(Collection entries)

*** Begin section ***

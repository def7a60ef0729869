use std::sync::Arc;

use anyhow::{Context, Result};
use axum::{
    Router,
    routing::{get, post},
};
use tower_http::cors::CorsLayer;
use tower_http::trace::TraceLayer;

use crate::config::AppConfig;
use crate::error::DeployError;
use crate::github::{GitHubClient, RepositorySource};
use crate::handlers::{
    get_deployment, get_deployment_events, get_deployment_logs, handle_auto_deploy, handle_deploy,
};
use crate::providers::{HostingProvider, RenderClient, VercelClient};
use crate::shared::ProviderKind;

/// Shared application state
#[derive(Clone)]
pub struct AppState {
    pub github: Arc<dyn RepositorySource>,
    pub vercel: Option<Arc<dyn HostingProvider>>,
    pub render: Option<Arc<dyn HostingProvider>>,
}

impl AppState {
    /// Build clients for every configured integration
    pub fn from_config(config: &AppConfig) -> Self {
        Self {
            github: Arc::new(GitHubClient::new(config.github.clone())),
            vercel: config
                .vercel
                .clone()
                .map(|c| Arc::new(VercelClient::new(c)) as Arc<dyn HostingProvider>),
            render: config
                .render
                .clone()
                .map(|c| Arc::new(RenderClient::new(c)) as Arc<dyn HostingProvider>),
        }
    }

    /// Client for `kind`, or an error if that integration is not configured
    pub fn provider(&self, kind: ProviderKind) -> Result<Arc<dyn HostingProvider>, DeployError> {
        let provider = match kind {
            ProviderKind::Vercel => self.vercel.clone(),
            ProviderKind::Render => self.render.clone(),
        };
        provider.ok_or(DeployError::ProviderDisabled(kind))
    }
}

/// Build the HTTP router
pub fn router(state: AppState) -> Router {
    Router::new()
        .route("/api/:provider/deploy", post(handle_deploy))
        .route("/api/:provider/auto-deploy", post(handle_auto_deploy))
        .route("/api/:provider/deployments/:id", get(get_deployment))
        .route("/api/:provider/deployments/:id/logs", get(get_deployment_logs))
        .route(
            "/api/:provider/deployments/:id/events",
            get(get_deployment_events),
        )
        .route("/health", get(health_check))
        .layer(CorsLayer::permissive())
        .layer(TraceLayer::new_for_http())
        .with_state(state)
}

/// Run the HTTP server
pub async fn run(config: AppConfig) -> Result<()> {
    let state = AppState::from_config(&config);

    for (kind, enabled) in [
        (ProviderKind::Vercel, state.vercel.is_some()),
        (ProviderKind::Render, state.render.is_some()),
    ] {
        if enabled {
            tracing::info!(provider = %kind, "Provider integration enabled");
        } else {
            tracing::warn!(provider = %kind, "Provider integration disabled (missing credentials)");
        }
    }

    let app = router(state);

    let listener = tokio::net::TcpListener::bind(&config.listen_addr)
        .await
        .context("Failed to bind to address")?;

    tracing::info!(addr = %config.listen_addr, "Server listening");

    axum::serve(listener, app).await.context("Server error")?;

    Ok(())
}

async fn health_check() -> &'static str {
    "OK"
}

*** End section ***

• Exercise aim: Transcribe each record exactly. Leave nothing out.

• Worked solution:
repository def7a60ef0729869
use std::sync::Arc;

use anyhow::{Context, Result};
use axum::{
    Router,
    routing::{get, post},
};
use tower_http::cors::CorsLayer;
use tower_http::trace::TraceLayer;

use crate::config::AppConfig;
use crate::error::DeployError;
use crate::github::{GitHubClient, RepositorySource};
use crate::handlers::{
    get_deployment, get_deployment_events, get_deployment_logs, handle_auto_deploy, handle_deploy,
};
use crate::providers::{HostingProvider, RenderClient, VercelClient};
use crate::shared::ProviderKind;

/// Shared application state
#[derive(Clone)]
pub struct AppState {
    pub github: Arc<dyn RepositorySource>,
    pub vercel: Option<Arc<dyn HostingProvider>>,
    pub render: Option<Arc<dyn HostingProvider>>,
}

impl AppState {
    /// Build clients for every configured integration
    pub fn from_config(config: &AppConfig) -> Self {
        Self {
            github: Arc::new(GitHubClient::new(config.github.clone())),
            vercel: config
                .vercel
                .clone()
                .map(|c| Arc::new(VercelClient::new(c)) as Arc<dyn HostingProvider>),
            render: config
                .render
                .clone()
                .map(|c| Arc::new(RenderClient::new(c)) as Arc<dyn HostingProvider>),
        }
    }

    /// Client for `kind`, or an error if that integration is not configured
    pub fn provider(&self, kind: ProviderKind) -> Result<Arc<dyn HostingProvider>, DeployError> {
        let provider = match kind {
            ProviderKind::Vercel => self.vercel.clone(),
            ProviderKind::Render => self.render.clone(),
        };
        provider.ok_or(DeployError::ProviderDisabled(kind))
    }
}

/// Build the HTTP router
pub fn router(state: AppState) -> Router {
    Router::new()
        .route("/api/:provider/deploy", post(handle_deploy))
        .route("/api/:provider/auto-deploy", post(handle_auto_deploy))
        .route("/api/:provider/deployments/:id", get(get_deployment))
        .route("/api/:provider/deployments/:id/logs", get(get_deployment_logs))
        .route(
            "/api/:provider/deployments/:id/events",
            get(get_deployment_events),
        )
        .route("/health", get(health_check))
        .layer(CorsLayer::permissive())
        .layer(TraceLayer::new_for_http())
        .with_state(state)
}

/// Run the HTTP server
pub async fn run(config: AppConfig) -> Result<()> {
    let state = AppState::from_config(&config);

    for (kind, enabled) in [
        (ProviderKind::Vercel, state.vercel.is_some()),
        (ProviderKind::Render, state.render.is_some()),
    ] {
        if enabled {
            tracing::info!(provider = %kind, "Provider integration enabled");
        } else {
            tracing::warn!(provider = %kind, "Provider integration disabled (missing credentials)");
        }
    }

    let app = router(state);

    let listener = tokio::net::TcpListener::bind(&config.listen_addr)
        .await
        .context("Failed to bind to address")?;

    tracing::info!(addr = %config.listen_addr, "Server listening");

    axum::serve(listener, app).await.context("Server error")?;

    Ok(())
}

async fn health_check() -> &'static str {
    "OK"
}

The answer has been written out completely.